» What the task requires:
Read the entries below and pull out each line with the string "impl".

» Data for review:
-- Opening Marker --
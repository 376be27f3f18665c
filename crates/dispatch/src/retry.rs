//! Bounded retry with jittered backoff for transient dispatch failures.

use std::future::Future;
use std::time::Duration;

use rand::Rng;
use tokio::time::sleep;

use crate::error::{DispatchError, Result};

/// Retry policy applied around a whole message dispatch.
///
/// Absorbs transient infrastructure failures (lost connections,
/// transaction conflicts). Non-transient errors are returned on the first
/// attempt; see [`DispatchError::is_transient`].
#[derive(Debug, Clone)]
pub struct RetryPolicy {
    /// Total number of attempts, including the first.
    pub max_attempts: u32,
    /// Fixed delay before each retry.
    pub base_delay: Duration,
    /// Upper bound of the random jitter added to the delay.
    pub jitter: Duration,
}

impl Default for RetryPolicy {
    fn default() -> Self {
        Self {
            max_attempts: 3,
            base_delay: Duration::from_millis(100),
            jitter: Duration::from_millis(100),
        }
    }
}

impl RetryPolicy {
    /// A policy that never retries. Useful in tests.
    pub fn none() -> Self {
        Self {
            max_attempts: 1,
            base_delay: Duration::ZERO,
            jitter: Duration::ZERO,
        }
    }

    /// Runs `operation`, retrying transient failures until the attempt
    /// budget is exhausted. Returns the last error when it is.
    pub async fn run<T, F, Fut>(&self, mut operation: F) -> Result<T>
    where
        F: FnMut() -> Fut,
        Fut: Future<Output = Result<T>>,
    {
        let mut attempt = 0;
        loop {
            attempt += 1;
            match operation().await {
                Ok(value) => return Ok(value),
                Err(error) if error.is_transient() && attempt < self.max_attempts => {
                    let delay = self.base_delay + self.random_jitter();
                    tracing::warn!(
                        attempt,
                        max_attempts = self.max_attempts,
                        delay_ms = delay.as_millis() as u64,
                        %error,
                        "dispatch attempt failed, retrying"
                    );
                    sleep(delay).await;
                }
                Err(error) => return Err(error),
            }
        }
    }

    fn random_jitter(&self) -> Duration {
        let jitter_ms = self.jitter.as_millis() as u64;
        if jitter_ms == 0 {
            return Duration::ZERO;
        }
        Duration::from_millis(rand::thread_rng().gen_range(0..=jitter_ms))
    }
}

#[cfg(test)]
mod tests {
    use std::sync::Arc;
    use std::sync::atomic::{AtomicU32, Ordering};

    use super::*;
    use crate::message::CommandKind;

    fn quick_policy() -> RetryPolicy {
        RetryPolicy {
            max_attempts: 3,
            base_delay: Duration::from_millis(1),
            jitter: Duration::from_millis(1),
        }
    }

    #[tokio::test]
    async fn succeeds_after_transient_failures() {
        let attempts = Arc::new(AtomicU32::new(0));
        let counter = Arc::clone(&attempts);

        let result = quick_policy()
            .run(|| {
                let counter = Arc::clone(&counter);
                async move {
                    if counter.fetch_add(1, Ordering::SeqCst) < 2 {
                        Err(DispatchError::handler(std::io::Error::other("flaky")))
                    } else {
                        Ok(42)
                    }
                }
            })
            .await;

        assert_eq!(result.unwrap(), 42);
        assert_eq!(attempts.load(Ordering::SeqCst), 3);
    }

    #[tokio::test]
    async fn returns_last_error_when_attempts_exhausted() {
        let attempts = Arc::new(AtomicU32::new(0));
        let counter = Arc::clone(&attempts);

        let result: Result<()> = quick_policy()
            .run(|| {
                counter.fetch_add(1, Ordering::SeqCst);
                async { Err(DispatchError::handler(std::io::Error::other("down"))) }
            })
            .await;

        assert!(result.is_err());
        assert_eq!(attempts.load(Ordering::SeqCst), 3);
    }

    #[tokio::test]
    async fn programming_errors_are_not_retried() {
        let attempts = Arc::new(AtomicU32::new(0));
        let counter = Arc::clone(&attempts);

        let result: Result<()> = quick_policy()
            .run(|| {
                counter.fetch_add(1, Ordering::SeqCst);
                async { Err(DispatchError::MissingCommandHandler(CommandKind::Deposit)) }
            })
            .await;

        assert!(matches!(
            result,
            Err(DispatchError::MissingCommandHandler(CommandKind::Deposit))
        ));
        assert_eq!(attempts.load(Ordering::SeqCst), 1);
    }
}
-- Closing Marker --
-- Opening Marker --
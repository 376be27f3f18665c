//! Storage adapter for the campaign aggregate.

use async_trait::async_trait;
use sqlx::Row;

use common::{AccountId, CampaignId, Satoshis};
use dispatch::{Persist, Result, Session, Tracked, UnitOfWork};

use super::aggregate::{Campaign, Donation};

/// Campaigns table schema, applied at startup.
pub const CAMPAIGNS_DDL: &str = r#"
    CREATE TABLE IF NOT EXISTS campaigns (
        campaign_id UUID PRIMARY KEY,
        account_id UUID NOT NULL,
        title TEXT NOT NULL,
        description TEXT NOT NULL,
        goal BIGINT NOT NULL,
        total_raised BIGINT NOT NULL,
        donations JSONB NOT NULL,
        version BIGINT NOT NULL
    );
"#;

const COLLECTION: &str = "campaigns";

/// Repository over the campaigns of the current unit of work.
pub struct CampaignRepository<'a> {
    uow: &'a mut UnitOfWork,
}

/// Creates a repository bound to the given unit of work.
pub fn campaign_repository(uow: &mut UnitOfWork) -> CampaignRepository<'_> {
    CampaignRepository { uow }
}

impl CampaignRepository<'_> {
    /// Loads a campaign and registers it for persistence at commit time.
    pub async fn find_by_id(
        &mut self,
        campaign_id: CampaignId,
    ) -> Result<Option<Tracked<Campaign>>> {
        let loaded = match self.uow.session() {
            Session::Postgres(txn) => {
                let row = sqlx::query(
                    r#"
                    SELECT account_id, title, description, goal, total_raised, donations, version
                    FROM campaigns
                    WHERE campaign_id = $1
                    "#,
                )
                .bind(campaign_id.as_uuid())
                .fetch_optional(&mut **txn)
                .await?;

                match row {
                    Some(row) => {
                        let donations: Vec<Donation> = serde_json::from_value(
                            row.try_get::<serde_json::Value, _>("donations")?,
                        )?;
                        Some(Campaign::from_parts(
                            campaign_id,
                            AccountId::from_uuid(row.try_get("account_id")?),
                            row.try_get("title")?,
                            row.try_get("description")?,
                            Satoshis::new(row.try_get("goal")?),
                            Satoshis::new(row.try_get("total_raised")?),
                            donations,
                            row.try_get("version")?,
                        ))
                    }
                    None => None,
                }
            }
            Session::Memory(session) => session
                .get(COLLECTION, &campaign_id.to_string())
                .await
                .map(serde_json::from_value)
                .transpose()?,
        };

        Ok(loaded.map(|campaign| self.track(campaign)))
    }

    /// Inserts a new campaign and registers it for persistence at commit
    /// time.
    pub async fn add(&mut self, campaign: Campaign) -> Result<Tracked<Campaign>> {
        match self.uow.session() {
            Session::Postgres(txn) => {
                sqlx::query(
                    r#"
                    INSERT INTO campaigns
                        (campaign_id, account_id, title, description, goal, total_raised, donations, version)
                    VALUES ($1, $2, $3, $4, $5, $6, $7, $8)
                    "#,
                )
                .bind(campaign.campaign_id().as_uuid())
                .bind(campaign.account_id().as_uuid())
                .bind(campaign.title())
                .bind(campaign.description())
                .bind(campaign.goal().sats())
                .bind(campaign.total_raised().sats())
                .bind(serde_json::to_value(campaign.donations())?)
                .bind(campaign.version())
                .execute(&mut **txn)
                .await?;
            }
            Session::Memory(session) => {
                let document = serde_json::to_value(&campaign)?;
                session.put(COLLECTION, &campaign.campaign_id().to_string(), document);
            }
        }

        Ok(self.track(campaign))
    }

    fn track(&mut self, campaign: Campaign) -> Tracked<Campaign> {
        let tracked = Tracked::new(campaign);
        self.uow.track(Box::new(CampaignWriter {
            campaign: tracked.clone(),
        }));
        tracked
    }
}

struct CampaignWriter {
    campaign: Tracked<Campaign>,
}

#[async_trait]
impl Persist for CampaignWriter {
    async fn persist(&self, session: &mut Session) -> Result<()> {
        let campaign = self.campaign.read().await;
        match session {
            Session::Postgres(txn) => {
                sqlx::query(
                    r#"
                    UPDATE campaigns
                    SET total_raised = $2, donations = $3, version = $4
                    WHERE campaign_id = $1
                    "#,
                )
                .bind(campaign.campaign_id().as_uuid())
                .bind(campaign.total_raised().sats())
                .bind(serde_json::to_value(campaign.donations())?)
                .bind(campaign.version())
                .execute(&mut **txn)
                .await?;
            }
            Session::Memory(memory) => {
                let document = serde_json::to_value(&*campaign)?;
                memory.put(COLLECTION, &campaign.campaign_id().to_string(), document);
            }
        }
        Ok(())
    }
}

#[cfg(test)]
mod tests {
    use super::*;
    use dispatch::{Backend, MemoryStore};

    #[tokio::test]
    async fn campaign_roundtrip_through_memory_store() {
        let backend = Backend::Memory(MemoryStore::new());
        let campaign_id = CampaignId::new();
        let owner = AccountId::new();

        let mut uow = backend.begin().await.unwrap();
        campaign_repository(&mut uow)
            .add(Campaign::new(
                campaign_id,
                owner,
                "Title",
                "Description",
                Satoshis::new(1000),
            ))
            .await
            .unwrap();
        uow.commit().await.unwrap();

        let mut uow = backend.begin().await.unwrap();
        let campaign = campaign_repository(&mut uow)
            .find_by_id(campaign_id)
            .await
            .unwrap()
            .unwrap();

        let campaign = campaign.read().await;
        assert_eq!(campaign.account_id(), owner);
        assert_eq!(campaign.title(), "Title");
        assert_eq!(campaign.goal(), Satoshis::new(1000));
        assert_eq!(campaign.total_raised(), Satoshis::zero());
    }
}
-- Closing Marker --
» Response to the exercise:
impl Default for RetryPolicy {
impl RetryPolicy {
impl CampaignRepository<'_> {
impl Persist for CampaignWriter {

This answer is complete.